Exercise directions |
Your answer should be the number of lines in the listing that hold the string "StorefrontError", with no other words.

Supplied entries |
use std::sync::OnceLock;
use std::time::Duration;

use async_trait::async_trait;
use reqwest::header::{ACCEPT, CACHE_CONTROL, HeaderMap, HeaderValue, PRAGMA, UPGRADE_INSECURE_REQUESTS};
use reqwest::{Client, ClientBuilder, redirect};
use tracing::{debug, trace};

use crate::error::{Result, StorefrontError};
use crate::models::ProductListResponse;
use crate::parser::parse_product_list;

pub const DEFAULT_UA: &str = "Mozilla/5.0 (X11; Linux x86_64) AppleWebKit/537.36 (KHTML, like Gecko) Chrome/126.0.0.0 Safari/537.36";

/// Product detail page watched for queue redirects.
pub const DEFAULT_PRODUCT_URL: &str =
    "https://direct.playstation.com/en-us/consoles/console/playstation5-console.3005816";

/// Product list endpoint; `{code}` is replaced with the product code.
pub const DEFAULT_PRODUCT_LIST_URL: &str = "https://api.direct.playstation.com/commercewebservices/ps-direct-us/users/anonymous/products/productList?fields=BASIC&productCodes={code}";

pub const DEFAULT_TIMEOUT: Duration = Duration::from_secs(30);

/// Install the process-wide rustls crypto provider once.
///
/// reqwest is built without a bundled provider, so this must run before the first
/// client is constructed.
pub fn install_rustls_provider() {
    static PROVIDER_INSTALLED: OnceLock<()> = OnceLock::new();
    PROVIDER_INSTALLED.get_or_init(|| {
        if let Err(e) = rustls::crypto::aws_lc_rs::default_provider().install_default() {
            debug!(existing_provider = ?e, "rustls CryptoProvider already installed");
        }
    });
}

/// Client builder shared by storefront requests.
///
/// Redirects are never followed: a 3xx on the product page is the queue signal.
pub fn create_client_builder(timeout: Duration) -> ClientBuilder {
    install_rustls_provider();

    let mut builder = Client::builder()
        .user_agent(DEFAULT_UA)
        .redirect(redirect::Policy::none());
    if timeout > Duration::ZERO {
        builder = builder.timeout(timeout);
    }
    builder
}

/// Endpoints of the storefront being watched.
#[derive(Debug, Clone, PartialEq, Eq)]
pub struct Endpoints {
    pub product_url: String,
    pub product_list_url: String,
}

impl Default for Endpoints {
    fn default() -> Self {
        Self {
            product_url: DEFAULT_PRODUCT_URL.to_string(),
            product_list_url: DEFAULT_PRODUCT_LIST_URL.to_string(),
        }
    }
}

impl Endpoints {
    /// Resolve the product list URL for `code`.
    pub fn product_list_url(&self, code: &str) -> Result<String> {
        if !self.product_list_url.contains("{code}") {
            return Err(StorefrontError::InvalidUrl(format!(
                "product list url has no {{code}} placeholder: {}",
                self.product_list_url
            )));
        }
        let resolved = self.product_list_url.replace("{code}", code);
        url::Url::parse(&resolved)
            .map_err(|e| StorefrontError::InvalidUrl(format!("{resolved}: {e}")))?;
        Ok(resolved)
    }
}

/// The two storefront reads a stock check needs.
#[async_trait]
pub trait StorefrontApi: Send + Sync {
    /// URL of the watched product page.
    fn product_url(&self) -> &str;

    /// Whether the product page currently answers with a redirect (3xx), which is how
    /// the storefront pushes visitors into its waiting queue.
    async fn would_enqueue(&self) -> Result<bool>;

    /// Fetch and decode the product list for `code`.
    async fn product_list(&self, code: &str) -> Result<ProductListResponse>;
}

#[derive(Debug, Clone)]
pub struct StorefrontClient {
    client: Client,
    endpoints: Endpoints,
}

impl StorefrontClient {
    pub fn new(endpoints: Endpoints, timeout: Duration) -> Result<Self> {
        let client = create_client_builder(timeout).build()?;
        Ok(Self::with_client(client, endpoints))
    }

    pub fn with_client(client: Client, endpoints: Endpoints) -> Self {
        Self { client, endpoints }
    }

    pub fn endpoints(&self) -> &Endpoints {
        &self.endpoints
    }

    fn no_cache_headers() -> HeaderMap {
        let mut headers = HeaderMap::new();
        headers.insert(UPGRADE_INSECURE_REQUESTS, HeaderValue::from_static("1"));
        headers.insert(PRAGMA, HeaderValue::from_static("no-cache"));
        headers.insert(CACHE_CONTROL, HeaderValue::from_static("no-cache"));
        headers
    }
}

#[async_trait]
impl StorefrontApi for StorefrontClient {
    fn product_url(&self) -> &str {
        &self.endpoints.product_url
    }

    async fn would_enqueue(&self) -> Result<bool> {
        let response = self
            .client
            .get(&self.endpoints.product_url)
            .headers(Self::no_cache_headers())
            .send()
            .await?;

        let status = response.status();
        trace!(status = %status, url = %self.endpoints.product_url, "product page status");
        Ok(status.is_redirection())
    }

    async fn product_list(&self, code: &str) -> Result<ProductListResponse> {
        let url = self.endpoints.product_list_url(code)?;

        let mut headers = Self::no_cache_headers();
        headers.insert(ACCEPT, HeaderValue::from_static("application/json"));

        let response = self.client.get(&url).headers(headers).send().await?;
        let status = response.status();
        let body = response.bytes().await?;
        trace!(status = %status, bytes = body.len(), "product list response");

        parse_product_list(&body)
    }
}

Solution |
3